Mon. Nov 28th, 2022
The silhouette of three camels at sunset.

A newly identified form of prion disease may have been quietly spreading in the brains of African camels for decades, according to a report published in the June issue Emerging infectious diseases.

The spread of the new, deadly neurodegenerative disease – similar to the well-known “mad cow disease” caused by misfolded proteins in the brain – is a major concern for communities and public health. There are tens of millions of camels in Africa in a rapidly evolving camel farming system. The animals are crucial sources of meat, milk and transportation for millions of people there. But perhaps most worryingly, prion diseases are known to spread across species, potentially posing a disease risk to consumers.

This “makes it necessary to assess the risk to humans and develop evidence-based policies to control and limit the spread of the disease in animals and minimize human exposure,” conclude the authors of the new report.

The Italian and Algerian researchers behind the report were first made aware of the new prion disease after reports from slaughterhouses described camels with telltale neurological symptoms. These include tremors, aggressiveness (biting and kicking), hyperactivity, marked up and down movements of the head, hesitation and faltering gait, loss of limb control, occasional falls, and difficulty getting up. The researchers confirmed the suspicion after inspecting three camel brains collected from symptomatic animals arriving at a slaughterhouse in Ouargla, Algeria. All three had clear signs of prion deposition and damage.

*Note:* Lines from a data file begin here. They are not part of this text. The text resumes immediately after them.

use figment::{
    providers::{Env, Format, Toml},
    Figment,
};
use std::path::Path;

use super::{types::Config, ConfigError};

/// Prefix for environment overrides, e.g. `GATEHOUSE_SERVER__PORT=9000`.
pub const ENV_PREFIX: &str = "GATEHOUSE_";

/// Load configuration from file with environment variable overrides
pub fn load_config(path: &Path) -> Result<Config, ConfigError> {
    if !path.exists() {
        return Err(ConfigError::FileNotFound(path.display().to_string()));
    }

    let config: Config = Figment::new()
        .merge(Toml::file(path))
        .merge(Env::prefixed(ENV_PREFIX).split("__"))
        .extract()
        .map_err(|e| ConfigError::ParseError(e.to_string()))?;

    Ok(config)
}

/// Load configuration from TOML string (useful for testing)
pub fn load_config_from_str(toml_str: &str) -> Result<Config, ConfigError> {
    toml::from_str(toml_str).map_err(|e| ConfigError::ParseError(e.to_string()))
}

In general, prions are infectious, malformed versions of the normal prion protein (PRNP), which functions on the outside of healthy cells in the brain. The gnarled versions cause normal prion proteins to deform and malfunction, creating a cascade that leads to telltale clumps of twisted proteins. This leads to progressive damage, characterized by a spongy appearance of brain tissue and behavioral symptoms.

But that wasn’t all researchers saw in their camel samples. They also collected lymph tissue from one of the camels and found that it also showed signs of prion disease. In other types of prion disease, infectious proteins zooming around the lymphatic system suggest that the disease is contagious and jumps from animal to animal. Although they only had lymph tissue from one animal, they found evidence of prion disease in every lymph node they tested, raising concerns that the disease was being spread by another animal.

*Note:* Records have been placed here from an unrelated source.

use ed25519_dalek::{Signature, Signer, SigningKey, Verifier, VerifyingKey};
use thiserror::Error;

#[derive(Debug, Error)]
pub enum KeyError {
    #[error("key is not valid hex: {0}")]
    InvalidHex(String),

    #[error("key must be 32 bytes, got {0}")]
    InvalidLength(usize),
}

/// Pluggable signature check over hex-encoded keys and signatures.
pub trait SignatureScheme: Send + Sync {
    fn verify(&self, public_key: &str, message: &[u8], signature: &str) -> bool;
}

#[derive(Debug, Default, Clone, Copy)]
pub struct Ed25519Scheme;

impl SignatureScheme for Ed25519Scheme {
    fn verify(&self, public_key: &str, message: &[u8], signature: &str) -> bool {
        let Ok(key_bytes) = decode_32(public_key) else {
            return false;
        };
        let Ok(key) = VerifyingKey::from_bytes(&key_bytes) else {
            return false;
        };
        let Ok(sig_bytes) = hex::decode(signature) else {
            return false;
        };
        let Ok(sig) = Signature::from_slice(&sig_bytes) else {
            return false;
        };
        key.verify(message, &sig).is_ok()
    }
}

/// Ed25519 signing key loaded from a hex seed.
pub struct KeySigner {
    key: SigningKey,
}

impl KeySigner {
    pub fn from_seed(seed: [u8; 32]) -> Self {
        Self {
            key: SigningKey::from_bytes(&seed),
        }
    }

    pub fn from_hex_seed(seed: &str) -> Result<Self, KeyError> {
        Ok(Self::from_seed(decode_32(seed)?))
    }

    pub fn public_key_hex(&self) -> String {
        hex::encode(self.key.verifying_key().as_bytes())
    }

    pub fn sign_hex(&self, message: &[u8]) -> String {
        hex::encode(self.key.sign(message).to_bytes())
    }
}

fn decode_32(value: &str) -> Result<[u8; 32], KeyError> {
    let bytes = hex::decode(value).map_err(|e| KeyError::InvalidHex(e.to_string()))?;
    let len = bytes.len();
    bytes.try_into().map_err(|_| KeyError::InvalidLength(len))
}

#[cfg(test)]
mod tests {
    use super::*;

    #[test]
    fn test_sign_and_verify() {
        let signer = KeySigner::from_seed([7u8; 32]);
        let sig = signer.sign_hex(b"hello");
        assert!(Ed25519Scheme.verify(&signer.public_key_hex(), b"hello", &sig));
        assert!(!Ed25519Scheme.verify(&signer.public_key_hex(), b"hellO", &sig));
    }

    #[test]
    fn test_wrong_key_fails() {
        let signer = KeySigner::from_seed([7u8; 32]);
        let other = KeySigner::from_seed([8u8; 32]);
        let sig = signer.sign_hex(b"msg");
        assert!(!Ed25519Scheme.verify(&other.public_key_hex(), b"msg", &sig));
    }

    #[test]
    fn test_garbage_inputs_fail_closed() {
        let signer = KeySigner::from_seed([7u8; 32]);
        assert!(!Ed25519Scheme.verify("zz", b"msg", "00"));
        assert!(!Ed25519Scheme.verify(&signer.public_key_hex(), b"msg", "not-hex"));
        assert!(!Ed25519Scheme.verify(&signer.public_key_hex(), b"msg", "abcd"));
    }

    #[test]
    fn test_hex_seed_roundtrip() {
        let signer = KeySigner::from_hex_seed(&"07".repeat(32)).unwrap();
        assert_eq!(
            signer.public_key_hex(),
            KeySigner::from_seed([7u8; 32]).public_key_hex()
        );
        assert!(matches!(
            KeySigner::from_hex_seed("0707"),
            Err(KeyError::InvalidLength(2))
        ));
        assert!(matches!(
            KeySigner::from_hex_seed("xyz"),
            Err(KeyError::InvalidHex(_))
        ));
    }
}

Looking further at the slaughterhouse data, the researchers found more reports of similarly sick camels. In 2015, 20 out of 937 camels showed the neurological symptoms, while 51 out of 1,322 did in 2016. That suggests a prevalence of about 3 percent. And reports from camel breeders and slaughterhouse workers suggested such cases date back to the 1980s.

disease madness

Harking back to the 1980s raises some eyebrows related to the timing of a new prion disease epidemic. Prions cause a variety of diseases in other animals, including Creutzfeldt-Jakob disease (a prion disease in humans), scrapie (affecting sheep and goats), and chronic wasting disease (found in mule deer, elk, and reindeer). But the most well-known is bovine spongiform encephalopathy (BSE, also known as mad cow disease). A massive BSE epidemic began in 1986 in the UK, eventually leading health experts to diagnose more than 180,000 cattle with the deadly disease and slaughter millions more in eradication, costing an estimated $7.1 billion in total.

In contrast to the situation with camel prion disease, BSE does not jump easily from animal to animal. Experts instead blamed the spread of the disease on contaminated feed. At that time it was common to grind cow remains into a protein-rich powder and add it to the feed of other cows. If the powder came from cows that were sick with BSE, it could contain infectious prions, regardless of how the feed was treated. Prions are resistant to heat, radiation, enzymes that normally break down proteins, and protein-altering chemicals, such as formaldehyde.

Likewise, humans (and some other animals, such as cats) who ate meat from infected livestock can also get the disease. According to the US Food and Drug Administration, an estimated 231 people worldwide have become ill with a deadly prion disease linked to the consumption of contaminated beef. The use of beef protein in animal feed was banned in the US, UK and elsewhere during the epidemic.

Although molecular data showed that the camels had prions that appeared slightly different from those in BSE, the researchers could not rule out that the camels’ prion disease originated in BSE-contaminated meat from abroad.

For now it’s too early to say. “The Origin of [camel prion disease] is unknown,” they conclude. “It could be a disease unique to dromedaries or a disease resulting from the transmission of a prion disease from another species.” They also note that camels tend to seek out the “widespread” waste dumps in the Sahara, near oil extraction plants. It also cannot be ruled out that they ate prion-contaminated waste, the authors note.

Regardless of its origin, the researchers say the disease requires “urgent” surveillance and further research to reduce risks to humans and animals.

Emerging infectious diseases2018. DOI:10.3201/eid2406.172007 (About DOIs).